Medien: Ultrarechter Söldner kehrt nach knapp einer Woche im Ukraine-Krieg nach Spanien zurück

Quelle: AFP © SERGEI SUPINSKYAuf dem Symbolbild: Ein Freiwilliger in Kiew, 7. März 2022.

Die katalanische Online-Zeitung Crónica Global hat am Dienstag unter Berufung auf Polizeiquellen von einem freiwilligen Kämpfer berichtet, der nach knapp einer Woche Kampfeinsatz in der Ukraine nach Spanien zurückgekehrt sein soll. Laut dem Bericht erfolgte die Rückholaktion mit Hilfe der katalanischen Ultrarechten.

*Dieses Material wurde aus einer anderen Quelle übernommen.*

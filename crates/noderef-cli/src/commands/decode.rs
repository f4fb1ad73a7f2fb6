//! Decode command implementation.

use crate::output;
use noderef_core::GlobalId;

pub fn run(token: String, json: bool) -> Result<(), Box<dyn std::error::Error>> {
    let id = GlobalId::decode(&token)?;

    if json {
        println!("{}", output::format_decoded(&id));
    } else {
        println!("{}\t{}", id.type_name, id.raw_id);
    }
    Ok(())
}
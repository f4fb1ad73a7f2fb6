//! Resolver-side mapping tables for global ids.
//!
//! The codec in `noderef-core` is pure; this crate holds the explicit
//! configuration a resolver layer supplies around it:
//! - `NodeRegistry`: which fetch routine serves each entity type, so a
//!   decoded token can be dispatched to the right lookup.
//! - `IdField`: how each identifier-bearing field extracts its raw key and
//!   what name it is exposed under.
//!
//! Both are plain configuration values. There is no inheritance and no
//! reflection: every mapping is stated by the caller.
//!
#![deny(missing_docs)]

/// Per-field id extraction configuration.
pub mod field;
/// Type-name to fetch-routine registry.
pub mod registry;

pub use field::{local_field_name, IdField};
pub use registry::{NodeRegistry, ResolveError};
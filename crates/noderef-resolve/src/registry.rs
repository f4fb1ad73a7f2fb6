//! Type-name to fetch-routine registry.

use std::collections::HashMap;

use noderef_core::{GlobalId, GlobalIdError};
use thiserror::Error;

/// Errors surfaced while resolving a global token to an entity.
#[derive(Error, Debug)]
pub enum ResolveError {
    /// The token could not be decoded by the codec.
    #[error(transparent)]
    Id(#[from] GlobalIdError),
    /// The decoded type name has no registered fetch routine.
    #[error("no fetch routine registered for type '{type_name}'")]
    UnknownType {
        /// Decoded type name.
        type_name: String,
    },
    /// The fetch routine found no entity for the decoded key.
    #[error("no '{type_name}' entity with id '{raw_id}'")]
    NotFound {
        /// Decoded type name.
        type_name: String,
        /// Decoded raw id.
        raw_id: String,
    },
    /// A fetch routine is already registered under this type name.
    #[error("type '{type_name}' is already registered")]
    DuplicateType {
        /// Conflicting type name.
        type_name: String,
    },
}

/// Fetch routine: raw id in, entity out, `None` when absent.
type FetchFn<T> = Box<dyn Fn(&str) -> Option<T> + Send + Sync>;

/// Explicit mapping from entity type names to fetch routines.
///
/// Built once at startup, then read-only: resolution takes `&self` and every
/// call is independent, so the registry can be shared across callers without
/// coordination. A failure in one resolution never affects another.
pub struct NodeRegistry<T> {
    fetchers: HashMap<String, FetchFn<T>>,
}

impl<T> NodeRegistry<T> {
    /// Creates an empty registry.
    pub fn new() -> Self {
        NodeRegistry {
            fetchers: HashMap::new(),
        }
    }

    /// Registers the fetch routine for `type_name`.
    ///
    /// The type name obeys the same rules as encoding, so registration
    /// fails early instead of at the first field resolution.
    ///
    /// # Errors
    ///
    /// [`ResolveError::Id`] for an invalid type name,
    /// [`ResolveError::DuplicateType`] when the name is already taken.
    pub fn register(
        &mut self,
        type_name: impl Into<String>,
        fetch: impl Fn(&str) -> Option<T> + Send + Sync + 'static,
    ) -> Result<(), ResolveError> {
        let type_name = type_name.into();
        GlobalId::new(type_name.as_str(), "")?;
        if self.fetchers.contains_key(&type_name) {
            return Err(ResolveError::DuplicateType { type_name });
        }
        self.fetchers.insert(type_name, Box::new(fetch));
        Ok(())
    }

    /// Decodes `token` and dispatches to the fetch routine registered for
    /// the decoded type name, using the decoded raw id as the fetch key.
    ///
    /// # Errors
    ///
    /// [`ResolveError::Id`] when the token does not decode,
    /// [`ResolveError::UnknownType`] when no routine matches the type,
    /// [`ResolveError::NotFound`] when the routine returns nothing.
    pub fn resolve(&self, token: &str) -> Result<T, ResolveError> {
        let id = GlobalId::decode(token)?;
        let fetch = self
            .fetchers
            .get(&id.type_name)
            .ok_or_else(|| ResolveError::UnknownType {
                type_name: id.type_name.clone(),
            })?;
        fetch(&id.raw_id).ok_or(ResolveError::NotFound {
            type_name: id.type_name,
            raw_id: id.raw_id,
        })
    }

    /// Type names with a registered fetch routine.
    pub fn type_names(&self) -> impl Iterator<Item = &str> {
        self.fetchers.keys().map(String::as_str)
    }
}

impl<T> Default for NodeRegistry<T> {
    fn default() -> Self {
        Self::new()
    }
}
//! Output formatting utilities.

use noderef_core::{GlobalId, IdScope};
use serde_json::json;

/// Formats an encode result as JSON.
pub fn format_encoded(value: &str, scope: IdScope) -> String {
    serde_json::to_string_pretty(&json!({ "id": value, "scope": scope }))
        .unwrap_or_else(|_| "{}".to_string())
}

/// Formats a decoded pair as JSON.
pub fn format_decoded(id: &GlobalId) -> String {
    serde_json::to_string_pretty(&json!({ "type": id.type_name, "id": id.raw_id }))
        .unwrap_or_else(|_| "{}".to_string())
}
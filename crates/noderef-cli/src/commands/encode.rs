//! Encode command implementation.

use crate::output;
use noderef_core::{scoped_id, IdScope};

pub fn run(
    type_name: String,
    id: String,
    local: bool,
    json: bool,
) -> Result<(), Box<dyn std::error::Error>> {
    let scope = if local { IdScope::Local } else { IdScope::Global };
    let value = scoped_id(&type_name, &id, scope)?;

    if json {
        println!("{}", output::format_encoded(&value, scope));
    } else {
        println!("{}", value);
    }
    Ok(())
}
use thiserror::Error;

/// Errors produced while encoding or decoding global ids.
///
/// The three kinds are distinguishable by matching: callers need to tell
/// "not a token at all" (`DecodeFailure`) apart from "token whose inner
/// record is wrong" (`MalformedIdentifier`). The codec never recovers from
/// any of these internally and never returns a partial result.
#[derive(Error, Debug)]
pub enum GlobalIdError {
    /// Encode was requested with an empty type name or one containing the
    /// reserved field delimiter; rejected before any encoding work begins.
    #[error("invalid type name '{name}': must be non-empty and must not contain ':'")]
    InvalidTypeName {
        /// Offending type name.
        name: String,
    },
    /// The character-encoding transform succeeded but the plaintext record
    /// does not split into marker, type, and id fields.
    #[error("string id value ('{input}') is not a valid global id")]
    MalformedIdentifier {
        /// Offending token, verbatim.
        input: String,
    },
    /// The character-encoding transform rejected the input as not validly
    /// encoded (bad alphabet or padding, or bytes that are not UTF-8).
    #[error("global id ('{input}') could not be decoded: {reason}")]
    DecodeFailure {
        /// Offending token, verbatim.
        input: String,
        /// Reason reported by the transform.
        reason: String,
    },
}
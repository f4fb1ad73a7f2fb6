//! Subcommand implementations.

pub mod decode;
pub mod encode;
//! Reversible codec between `(type name, raw id)` pairs and opaque tokens.
//!
//! Wire format: base64url without padding over the UTF-8 bytes of the
//! plaintext record `"t:<typeName>:<rawId>"`. Tokens are opaque to every
//! consumer outside this module; nothing may parse one without going
//! through [`GlobalId::decode`].

use base64::engine::general_purpose::URL_SAFE_NO_PAD;
use base64::Engine;
use serde::{Deserialize, Serialize};

use crate::error::GlobalIdError;

/// Marker literal tagging the plaintext record as a node global id,
/// distinguishing it from any other opaque-token scheme.
const MARKER: &str = "t";

/// Field delimiter inside the plaintext record.
const DELIMITER: char = ':';

/// A typed, locally-scoped identifier: entity type name plus raw key.
///
/// A `GlobalId` constructed through [`GlobalId::new`] always encodes
/// successfully; validation happens up front so [`GlobalId::encode`] is
/// infallible.
#[derive(Debug, Clone, PartialEq, Eq, Hash, Serialize, Deserialize)]
pub struct GlobalId {
    /// Logical name of the resolvable entity kind.
    pub type_name: String,
    /// Local, type-scoped key. May itself contain `:`.
    pub raw_id: String,
}

impl GlobalId {
    /// Constructs a validated pair.
    ///
    /// # Errors
    ///
    /// Returns [`GlobalIdError::InvalidTypeName`] when `type_name` is empty
    /// or contains the reserved `:` delimiter. The raw id is unrestricted.
    pub fn new(
        type_name: impl Into<String>,
        raw_id: impl Into<String>,
    ) -> Result<Self, GlobalIdError> {
        let type_name = type_name.into();
        validate_type_name(&type_name)?;
        Ok(GlobalId {
            type_name,
            raw_id: raw_id.into(),
        })
    }

    /// Encodes the pair as an opaque, URL-safe token.
    ///
    /// Deterministic: equal pairs always produce equal tokens, and distinct
    /// pairs never collide (the transform is a bijection over the record).
    pub fn encode(&self) -> String {
        let record = format!(
            "{MARKER}{DELIMITER}{}{DELIMITER}{}",
            self.type_name, self.raw_id
        );
        URL_SAFE_NO_PAD.encode(record.as_bytes())
    }

    /// Decodes a token back into the pair that produced it.
    ///
    /// The record is split on at most two delimiters; everything after the
    /// second `:` belongs to the raw id, so composite ids (ids that embed
    /// another id or a version component) survive unchanged. The marker
    /// field's value is not inspected.
    ///
    /// # Errors
    ///
    /// Returns [`GlobalIdError::DecodeFailure`] when `token` is not validly
    /// base64url-encoded UTF-8, and [`GlobalIdError::MalformedIdentifier`]
    /// when the decoded record does not carry three fields.
    pub fn decode(token: &str) -> Result<Self, GlobalIdError> {
        let bytes = URL_SAFE_NO_PAD
            .decode(token)
            .map_err(|e| GlobalIdError::DecodeFailure {
                input: token.to_string(),
                reason: e.to_string(),
            })?;
        let record = String::from_utf8(bytes).map_err(|e| GlobalIdError::DecodeFailure {
            input: token.to_string(),
            reason: e.to_string(),
        })?;

        let mut fields = record.splitn(3, DELIMITER);
        match (fields.next(), fields.next(), fields.next()) {
            (Some(_marker), Some(type_name), Some(raw_id)) => Ok(GlobalId {
                type_name: type_name.to_string(),
                raw_id: raw_id.to_string(),
            }),
            _ => Err(GlobalIdError::MalformedIdentifier {
                input: token.to_string(),
            }),
        }
    }
}

fn validate_type_name(type_name: &str) -> Result<(), GlobalIdError> {
    if type_name.is_empty() || type_name.contains(DELIMITER) {
        return Err(GlobalIdError::InvalidTypeName {
            name: type_name.to_string(),
        });
    }
    Ok(())
}

#[cfg(test)]
mod tests {
    use super::*;

    #[test]
    fn encode_decode_round_trip() {
        let id = GlobalId::new("Film", "42").unwrap();
        let token = id.encode();
        let restored = GlobalId::decode(&token).unwrap();
        assert_eq!(id, restored);
    }

    #[test]
    fn raw_id_keeps_embedded_delimiters() {
        let id = GlobalId::new("Planet", "abc:def").unwrap();
        let restored = GlobalId::decode(&id.encode()).unwrap();
        assert_eq!(restored.type_name, "Planet");
        assert_eq!(restored.raw_id, "abc:def");
    }

    #[test]
    fn rejects_empty_type_name() {
        let err = GlobalId::new("", "42").unwrap_err();
        assert!(matches!(err, GlobalIdError::InvalidTypeName { .. }));
    }

    #[test]
    fn rejects_type_name_with_delimiter() {
        let err = GlobalId::new("a:b", "42").unwrap_err();
        assert!(matches!(err, GlobalIdError::InvalidTypeName { name } if name == "a:b"));
    }

    #[test]
    fn rejects_record_with_too_few_fields() {
        let token = URL_SAFE_NO_PAD.encode(b"onlyOnePart");
        let err = GlobalId::decode(&token).unwrap_err();
        assert!(matches!(err, GlobalIdError::MalformedIdentifier { input } if input == token));
    }

    #[test]
    fn extra_fields_collapse_into_raw_id() {
        let token = URL_SAFE_NO_PAD.encode(b"a:b:c:d");
        let id = GlobalId::decode(&token).unwrap();
        assert_eq!(id.type_name, "b");
        assert_eq!(id.raw_id, "c:d");
    }

    #[test]
    fn rejects_non_encoded_input() {
        // '!' is outside the base64url alphabet.
        let err = GlobalId::decode("not-a-token!").unwrap_err();
        assert!(matches!(err, GlobalIdError::DecodeFailure { .. }));
    }

    #[test]
    fn rejects_non_utf8_record() {
        let token = URL_SAFE_NO_PAD.encode([0xff, 0xfe, 0xfd]);
        let err = GlobalId::decode(&token).unwrap_err();
        assert!(matches!(err, GlobalIdError::DecodeFailure { .. }));
    }

    #[test]
    fn tokens_are_deterministic_and_distinct() {
        let a = GlobalId::new("Film", "1").unwrap();
        let b = GlobalId::new("Film", "2").unwrap();
        assert_eq!(a.encode(), a.encode());
        assert_ne!(a.encode(), b.encode());
    }

    #[test]
    fn empty_raw_id_round_trips() {
        let id = GlobalId::new("Film", "").unwrap();
        let restored = GlobalId::decode(&id.encode()).unwrap();
        assert_eq!(restored.raw_id, "");
    }
}
//! Global object identifier primitives for resolvable entities.
//!
//! A global id wraps a `(type name, raw id)` pair into a single opaque,
//! URL-safe token that a client can hand back later without understanding
//! its structure. Both the codec and the scope policy are pure functions:
//! no I/O, no shared state, same input always yields the same output.
//!
#![deny(missing_docs)]

/// Error taxonomy for encoding and decoding global ids.
pub mod error;
/// Scope selection between opaque global and transparent local ids.
pub mod scope;
/// Reversible codec between `(type name, raw id)` pairs and opaque tokens.
pub mod token;

pub use error::GlobalIdError;
pub use scope::{scoped_id, IdScope};
pub use token::GlobalId;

Der als P.S. identifizierte Mann war mit weiteren Freiwilligen aus Katalonien dem Ruf des ukrainischen Präsidenten Wladimir Selenskij gefolgt und hatte sich der Ende Februar von der ukrainischen Regierung gegründeten Internationalen Legion der Territorialverteidigung der Ukraine angeschlossen. Das Blatt zitierte Polizeiquellen mit den Worten:

“Einige freiwillige Kämpfer aus Spanien wie P.S. schrieben sich in Madrid ein, fuhren in einem Kleintransporter los, passierten die polnische Grenze und ließen sich anwerben. Sie wurden von der ukrainischen Seite angewiesen, Schitomir zu verteidigen.”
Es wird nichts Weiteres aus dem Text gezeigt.